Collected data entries
========================================================================

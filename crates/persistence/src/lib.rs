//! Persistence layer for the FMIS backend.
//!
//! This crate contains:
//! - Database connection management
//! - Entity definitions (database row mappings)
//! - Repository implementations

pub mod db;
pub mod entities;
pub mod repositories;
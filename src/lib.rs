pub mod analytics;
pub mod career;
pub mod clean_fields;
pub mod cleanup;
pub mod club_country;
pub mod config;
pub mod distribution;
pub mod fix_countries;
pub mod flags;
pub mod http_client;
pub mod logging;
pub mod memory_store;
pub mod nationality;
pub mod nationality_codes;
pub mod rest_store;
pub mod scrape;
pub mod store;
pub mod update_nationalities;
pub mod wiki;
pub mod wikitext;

========================================================================

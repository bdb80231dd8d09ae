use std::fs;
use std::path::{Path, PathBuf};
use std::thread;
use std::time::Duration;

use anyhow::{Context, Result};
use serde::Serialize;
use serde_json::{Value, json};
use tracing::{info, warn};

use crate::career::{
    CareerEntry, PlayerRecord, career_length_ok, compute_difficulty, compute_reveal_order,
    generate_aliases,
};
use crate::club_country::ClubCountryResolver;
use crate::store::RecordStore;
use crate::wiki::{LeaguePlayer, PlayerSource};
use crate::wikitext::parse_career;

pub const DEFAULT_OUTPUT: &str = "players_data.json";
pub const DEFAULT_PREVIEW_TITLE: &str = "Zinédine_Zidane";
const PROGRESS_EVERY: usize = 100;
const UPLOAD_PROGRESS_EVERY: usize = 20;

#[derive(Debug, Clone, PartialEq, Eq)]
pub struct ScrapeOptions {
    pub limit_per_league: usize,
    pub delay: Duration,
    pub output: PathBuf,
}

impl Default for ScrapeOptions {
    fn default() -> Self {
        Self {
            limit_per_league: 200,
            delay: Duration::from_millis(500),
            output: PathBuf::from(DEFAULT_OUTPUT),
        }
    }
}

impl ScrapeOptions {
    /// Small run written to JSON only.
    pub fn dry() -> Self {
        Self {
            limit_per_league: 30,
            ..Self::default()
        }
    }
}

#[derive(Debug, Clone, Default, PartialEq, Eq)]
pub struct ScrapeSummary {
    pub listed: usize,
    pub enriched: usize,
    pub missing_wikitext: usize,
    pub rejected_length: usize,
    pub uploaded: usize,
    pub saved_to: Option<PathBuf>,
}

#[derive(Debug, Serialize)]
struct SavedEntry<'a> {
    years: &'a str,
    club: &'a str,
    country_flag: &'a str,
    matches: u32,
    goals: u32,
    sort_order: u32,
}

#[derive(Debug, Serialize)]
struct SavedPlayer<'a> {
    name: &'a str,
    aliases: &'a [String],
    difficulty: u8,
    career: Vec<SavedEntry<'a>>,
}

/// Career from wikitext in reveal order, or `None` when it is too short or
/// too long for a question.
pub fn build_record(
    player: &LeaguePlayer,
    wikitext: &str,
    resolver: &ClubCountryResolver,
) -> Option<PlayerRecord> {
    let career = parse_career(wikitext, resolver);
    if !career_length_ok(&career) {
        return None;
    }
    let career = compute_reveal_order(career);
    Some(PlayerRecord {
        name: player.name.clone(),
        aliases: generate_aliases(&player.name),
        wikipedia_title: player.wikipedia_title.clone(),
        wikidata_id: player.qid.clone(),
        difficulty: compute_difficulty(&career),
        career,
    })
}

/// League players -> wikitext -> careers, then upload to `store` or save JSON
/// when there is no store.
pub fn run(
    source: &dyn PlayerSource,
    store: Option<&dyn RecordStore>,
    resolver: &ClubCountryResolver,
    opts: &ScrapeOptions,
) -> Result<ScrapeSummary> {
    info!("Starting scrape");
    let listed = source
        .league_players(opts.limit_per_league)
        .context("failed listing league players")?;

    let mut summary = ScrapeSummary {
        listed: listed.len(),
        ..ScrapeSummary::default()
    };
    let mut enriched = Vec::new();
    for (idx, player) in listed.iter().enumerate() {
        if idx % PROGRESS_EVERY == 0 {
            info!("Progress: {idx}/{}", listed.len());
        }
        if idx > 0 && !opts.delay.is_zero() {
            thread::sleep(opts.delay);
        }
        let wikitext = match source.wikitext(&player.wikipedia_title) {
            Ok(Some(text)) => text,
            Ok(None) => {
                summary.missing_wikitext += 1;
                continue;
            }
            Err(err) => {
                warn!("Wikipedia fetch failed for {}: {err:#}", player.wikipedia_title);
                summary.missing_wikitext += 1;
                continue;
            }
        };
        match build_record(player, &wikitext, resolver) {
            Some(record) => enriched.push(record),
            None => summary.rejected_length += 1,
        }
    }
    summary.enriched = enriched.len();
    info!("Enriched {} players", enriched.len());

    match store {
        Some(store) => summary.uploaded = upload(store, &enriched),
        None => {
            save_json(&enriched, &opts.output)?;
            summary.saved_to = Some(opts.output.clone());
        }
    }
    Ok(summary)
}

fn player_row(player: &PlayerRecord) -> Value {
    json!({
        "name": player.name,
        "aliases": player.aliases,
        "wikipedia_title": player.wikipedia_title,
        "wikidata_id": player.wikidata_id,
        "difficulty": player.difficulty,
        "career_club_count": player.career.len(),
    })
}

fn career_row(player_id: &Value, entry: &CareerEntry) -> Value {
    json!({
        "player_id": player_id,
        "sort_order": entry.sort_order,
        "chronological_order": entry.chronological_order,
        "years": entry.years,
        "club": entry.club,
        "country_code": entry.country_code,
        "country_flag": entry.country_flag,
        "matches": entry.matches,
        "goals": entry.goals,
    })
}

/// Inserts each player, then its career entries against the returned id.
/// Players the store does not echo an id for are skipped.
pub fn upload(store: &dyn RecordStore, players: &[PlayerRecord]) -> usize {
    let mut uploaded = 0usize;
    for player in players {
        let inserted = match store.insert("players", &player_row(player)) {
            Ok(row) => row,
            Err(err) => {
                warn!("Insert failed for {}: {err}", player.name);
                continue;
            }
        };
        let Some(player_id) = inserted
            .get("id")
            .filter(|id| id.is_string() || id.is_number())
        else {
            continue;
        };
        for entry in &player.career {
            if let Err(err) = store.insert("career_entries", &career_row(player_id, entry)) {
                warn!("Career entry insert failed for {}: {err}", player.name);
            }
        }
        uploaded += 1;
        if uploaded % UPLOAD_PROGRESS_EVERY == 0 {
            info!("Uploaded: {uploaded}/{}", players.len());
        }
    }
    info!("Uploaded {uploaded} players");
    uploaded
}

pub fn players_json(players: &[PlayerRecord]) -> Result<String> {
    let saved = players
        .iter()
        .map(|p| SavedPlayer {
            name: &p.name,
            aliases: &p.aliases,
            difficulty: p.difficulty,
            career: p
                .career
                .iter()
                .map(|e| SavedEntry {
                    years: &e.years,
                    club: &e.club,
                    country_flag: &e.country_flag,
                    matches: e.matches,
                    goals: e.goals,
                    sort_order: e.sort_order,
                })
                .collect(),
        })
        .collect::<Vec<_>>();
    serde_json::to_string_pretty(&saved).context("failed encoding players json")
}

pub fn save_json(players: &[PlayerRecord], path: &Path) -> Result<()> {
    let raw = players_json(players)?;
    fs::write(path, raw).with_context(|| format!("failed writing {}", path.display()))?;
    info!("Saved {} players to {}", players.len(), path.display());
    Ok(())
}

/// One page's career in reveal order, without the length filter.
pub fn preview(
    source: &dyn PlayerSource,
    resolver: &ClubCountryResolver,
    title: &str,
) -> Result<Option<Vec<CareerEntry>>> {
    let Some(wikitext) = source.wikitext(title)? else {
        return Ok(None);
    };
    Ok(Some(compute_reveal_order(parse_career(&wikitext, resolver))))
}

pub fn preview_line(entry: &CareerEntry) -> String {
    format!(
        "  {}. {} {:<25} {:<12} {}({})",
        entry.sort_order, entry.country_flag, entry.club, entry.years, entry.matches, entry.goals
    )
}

========================================================================

Your assignment
Of the entries above, repeat exactly the lines between the line with "pub mod store;" and the line with "pub mod wikitext;", inclusive, and no others.

Solution to this problem
pub mod store;
pub mod update_nationalities;
pub mod wiki;
pub mod wikitext;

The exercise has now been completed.